Hey, I am so glad I am a believer. Though my world does not have joy, love, light, certidude, peace and help for pain in every moment of every day, it often does–and for that I am grateful!
Dover Beach
by Matthew Arnold
The sea is calm tonight.
The tide is full, the moon lies fair
Upon the straits; on the French coast the light
Gleams and is gone; the cliffs of England stand,
Glimmering and vast, out in the tranquil bay.
Come to the window, sweet is the night-air!

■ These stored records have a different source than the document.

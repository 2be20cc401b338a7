// SPDX-License-Identifier: MIT
// Copyright 2026 Courtside Developers

//! Session-token creation and verification.
//!
//! Both the HTTP auth middleware and the realtime gateway resolve
//! identities through this module, so a token means the same thing on
//! either channel.

use crate::db::FirestoreDb;
use crate::error::AppError;
use argon2::{
    password_hash::{rand_core::OsRng, PasswordHash, PasswordHasher, SaltString},
    Argon2, PasswordVerifier,
};
use jsonwebtoken::{decode, encode, Algorithm, DecodingKey, EncodingKey, Header, Validation};
use serde::{Deserialize, Serialize};
use std::time::{SystemTime, UNIX_EPOCH};

/// Session lifetime: 30 days.
const TOKEN_TTL_SECS: usize = 30 * 24 * 60 * 60;

/// JWT claims structure.
#[derive(Debug, Serialize, Deserialize, Clone)]
pub struct Claims {
    /// Subject (user document id)
    pub sub: String,
    /// Expiration time (Unix timestamp)
    pub exp: usize,
    /// Issued at (Unix timestamp)
    pub iat: usize,
}

/// Create a JWT for a user session.
pub fn create_jwt(user_id: &str, signing_key: &[u8]) -> anyhow::Result<String> {
    let now = SystemTime::now().duration_since(UNIX_EPOCH)?.as_secs() as usize;

    let claims = Claims {
        sub: user_id.to_string(),
        iat: now,
        exp: now + TOKEN_TTL_SECS,
    };

    Ok(encode(
        &Header::new(Algorithm::HS256),
        &claims,
        &EncodingKey::from_secret(signing_key),
    )?)
}

/// Decode and validate a session token, returning the subject identity.
///
/// Structural, signature, and expiry checks only; does not touch the
/// database. Every failure collapses into `AppError::InvalidToken`.
pub fn decode_token(token: &str, signing_key: &[u8]) -> Result<String, AppError> {
    let key = DecodingKey::from_secret(signing_key);
    let validation = Validation::new(Algorithm::HS256);

    let token_data = decode::<Claims>(token, &key, &validation).map_err(|e| {
        tracing::debug!(error = %e, "Token validation failed");
        AppError::InvalidToken
    })?;

    Ok(token_data.claims.sub)
}

/// Hash a plaintext password with Argon2id and a random salt.
pub fn hash_password(password: &str) -> Result<String, AppError> {
    let salt = SaltString::generate(&mut OsRng);

    let hash = Argon2::default()
        .hash_password(password.as_bytes(), &salt)
        .map_err(|e| AppError::Internal(anyhow::anyhow!("Password hashing failed: {}", e)))?;

    Ok(hash.to_string())
}

/// Verify a plaintext password against a stored Argon2id hash.
///
/// Returns `Ok(true)` on a match, `Ok(false)` on a mismatch.
pub fn verify_password(password: &str, hash: &str) -> Result<bool, AppError> {
    let parsed_hash = PasswordHash::new(hash)
        .map_err(|e| AppError::Internal(anyhow::anyhow!("Invalid password hash format: {}", e)))?;

    match Argon2::default().verify_password(password.as_bytes(), &parsed_hash) {
        Ok(()) => Ok(true),
        Err(argon2::password_hash::Error::Password) => Ok(false),
        Err(e) => Err(AppError::Internal(anyhow::anyhow!(
            "Password verification failed: {}",
            e
        ))),
    }
}

/// Resolves bearer tokens to verified user identities.
///
/// Verification is deliberately all-or-nothing: a malformed token, a bad
/// signature, an expired token, and a subject with no account all
/// produce the same `InvalidToken` outcome, so callers cannot probe for
/// account existence.
#[derive(Clone)]
pub struct CredentialVerifier {
    jwt_signing_key: Vec<u8>,
    db: FirestoreDb,
}

impl CredentialVerifier {
    pub fn new(jwt_signing_key: Vec<u8>, db: FirestoreDb) -> Self {
        Self {
            jwt_signing_key,
            db,
        }
    }

    /// Token-level validation only (no database access).
    pub fn decode(&self, token: &str) -> Result<String, AppError> {
        decode_token(token, &self.jwt_signing_key)
    }

    /// Full verification: token validity plus account existence.
    pub async fn verify(&self, token: &str) -> Result<String, AppError> {
        let user_id = self.decode(token)?;

        let exists = self
            .db
            .get_user(&user_id)
            .await
            .map_err(|e| {
                tracing::debug!(error = %e, "Account lookup failed during verification");
                AppError::InvalidToken
            })?
            .is_some();

        if !exists {
            tracing::debug!(user_id = %user_id, "Token subject has no account");
            return Err(AppError::InvalidToken);
        }

        Ok(user_id)
    }
}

Only, from the long line of spray
Where the sea meets the moon-blanched land,
Listen! you hear the grating roar
Of pebbles which the waves draw back, and fling,
At their return, up the high strand,
Begin, and cease, and then again begin,
With tremulous cadence slow, and bring
The eternal note of sadness in.
Sophocles long ago
Heard it on the Ægean, and it brought
Into his mind the turbid ebb and flow
Of human misery; we
Find also in the sound a thought,
Hearing it by this distant northern sea.
The Sea of Faith
Was once, too, at the full, and round earth’s shore
Lay like the folds of a bright girdle furled.
But now I only hear
Its melancholy, long, withdrawing roar,
Retreating, to the breath
Of the night-wind, down the vast edges drear
And naked shingles of the world.
Ah, love, let us be true
To one another! for the world, which seems
To lie before us like a land of dreams,
So various, so beautiful, so new,
Hath really neither joy, nor love, nor light,
Nor certitude, nor peace, nor help for pain;
And we are here as on a darkling plain
Swept with confused alarms of struggle and flight,
Where ignorant armies clash by night.